Heck, I don’t even think the reasoning needs to be quantum. As an analogy: I can imagine a state of affairs where there’s a sapient species that emerged sapience without needing eyes because they were basically cave squids using chemical, tactile and other mechanisms to detect things, and they are blind. If we encountered that species in our travels, the research project would just be “Oh, cool, what’s the evolutionary research project to explain why your conditions led to that”?

In the same way, a macroscopic evolutionary explanation that lays out rigorous conditions for why X% of big meaty macroscopic sapience-producing brains produce minds with qualia and why Y% don’t (some processing cost that is worth paying in some contexts but not others) would perfectly answer the question. “We have qualia because our evolutionary conditions dictated it”. There’s no special additional research question beyond that aside from the trivial “Trying to solve the causal history of the entire universe”.

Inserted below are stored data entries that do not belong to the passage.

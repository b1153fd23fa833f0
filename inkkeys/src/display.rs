//! Display geometry and the replay buffer.
//!
//! The panel is mounted so that switches 2..=5 sit in the right column and
//! 6..=9 in the left column, top to bottom, with the jog dial above them.
//!
//! ```text
//! +----------------------+  y = 0
//! |     jog label        |
//! +-----------+----------+
//! |  switch 9 | switch 5 |
//! |  switch 8 | switch 4 |
//! |  switch 7 | switch 3 |
//! |  switch 6 | switch 2 |
//! +-----------+----------+
//! |       title          |
//! +----------------------+  y = H
//! ```
//!
//! Coordinates are panel coordinates; the image itself is sent rotated.

use std::fmt;

use crate::bitmap::Bitmap;
use crate::error::{Error, Result};
use crate::protocol::DeviceCapabilities;

/// Height of the title and jog banners.
pub const BANNER_HEIGHT: u32 = 12;

/// An axis-aligned rectangle on the panel.
#[derive(Debug, Clone, Copy, PartialEq, Eq, Default)]
#[cfg_attr(feature = "serde", derive(serde::Serialize))]
pub struct Rect {
    /// Left edge.
    pub x: u32,
    /// Top edge.
    pub y: u32,
    /// Width.
    pub width: u32,
    /// Height.
    pub height: u32,
}

impl Rect {
    /// Create a rectangle.
    pub const fn new(x: u32, y: u32, width: u32, height: u32) -> Self {
        Self {
            x,
            y,
            width,
            height,
        }
    }

    /// `(width, height)`.
    pub fn size(&self) -> (u32, u32) {
        (self.width, self.height)
    }
}

/// A named area of the panel.
#[derive(Debug, Clone, Copy, PartialEq, Eq, Hash)]
pub enum Region {
    /// Banner along the bottom edge, usually the mode name.
    Title,
    /// Label for the jog dial.
    Jog,
    /// Label for switch `n`. Switch 1 is the jog push button and shares
    /// the jog banner.
    Switch(u8),
}

impl fmt::Display for Region {
    fn fmt(&self, f: &mut fmt::Formatter<'_>) -> fmt::Result {
        match self {
            Self::Title => f.write_str("title"),
            Self::Jog => f.write_str("jog"),
            Self::Switch(n) => write!(f, "switch {n}"),
        }
    }
}

/// Region table for one panel size.
#[derive(Debug, Clone, PartialEq, Eq)]
pub struct Layout {
    title: Rect,
    jog: Rect,
    /// Switches 2..=9.
    switches: [Rect; 8],
}

impl Layout {
    /// Compute the table from the reported panel size.
    pub fn new(caps: &DeviceCapabilities) -> Self {
        let w = caps.display_width;
        let h = caps.display_height;
        let b = BANNER_HEIGHT;

        let row = h / 4;
        let label_height = row.saturating_sub(2 * b);
        let half = w / 2;

        let switch = |n: u32| {
            let (x, slot) = if n <= 5 { (half, 5 - n) } else { (0, 9 - n) };
            Rect::new(x, slot * h / 4 + b, half, label_height)
        };

        Self {
            title: Rect::new(0, h.saturating_sub(b), w, b),
            jog: Rect::new(0, 0, w, b),
            switches: std::array::from_fn(|i| switch(i as u32 + 2)),
        }
    }

    /// Rectangle of a region.
    pub fn rect(&self, region: Region) -> Result<Rect> {
        match region {
            Region::Title => Ok(self.title),
            Region::Jog | Region::Switch(1) => Ok(self.jog),
            Region::Switch(n @ 2..=9) => Ok(self.switches[usize::from(n - 2)]),
            Region::Switch(_) => Err(Error::InvalidRegion(region.to_string())),
        }
    }

    /// Every drawable region, title first.
    pub fn regions() -> impl Iterator<Item = Region> {
        [Region::Title, Region::Jog]
            .into_iter()
            .chain((2..=9).map(Region::Switch))
    }
}

/// A bitmap sent to the panel since the last refresh.
#[derive(Debug, Clone, PartialEq, Eq)]
pub struct ImagePatch {
    /// Left edge.
    pub x: u32,
    /// Top edge.
    pub y: u32,
    /// Image as sent.
    pub bitmap: Bitmap,
}

/// Patches waiting to be resent after the next refresh.
#[derive(Debug, Default)]
pub struct ReplayBuffer {
    patches: Vec<ImagePatch>,
}

impl ReplayBuffer {
    /// Create an empty buffer.
    pub fn new() -> Self {
        Self::default()
    }

    /// Append a patch. Overlapping patches are kept.
    pub fn record(&mut self, x: u32, y: u32, bitmap: Bitmap) {
        self.patches.push(ImagePatch { x, y, bitmap });
    }

    /// Patches in send order.
    pub fn patches(&self) -> &[ImagePatch] {
        &self.patches
    }

    /// Take every patch, leaving the buffer empty.
    pub fn take(&mut self) -> Vec<ImagePatch> {
        std::mem::take(&mut self.patches)
    }

    /// Drop every patch.
    pub fn clear(&mut self) {
        self.patches.clear();
    }

    /// Number of buffered patches.
    pub fn len(&self) -> usize {
        self.patches.len()
    }

    /// Whether nothing is buffered.
    pub fn is_empty(&self) -> bool {
        self.patches.is_empty()
    }
}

In actuality, I suspect that hypothetically available schemes of qualia for sapient species are probably quite broad even under our physics, even as I agree that you’re almost certainly right that qualia logically will cohere in any organism remotely like us. Hell, I even agree that, even if we imagine a thinking module that doesn’t ever need to process sensory information with some kind of differentiation it can relate to and use, it will still likely have emotional differentiation in terms of antipathies and heuristics.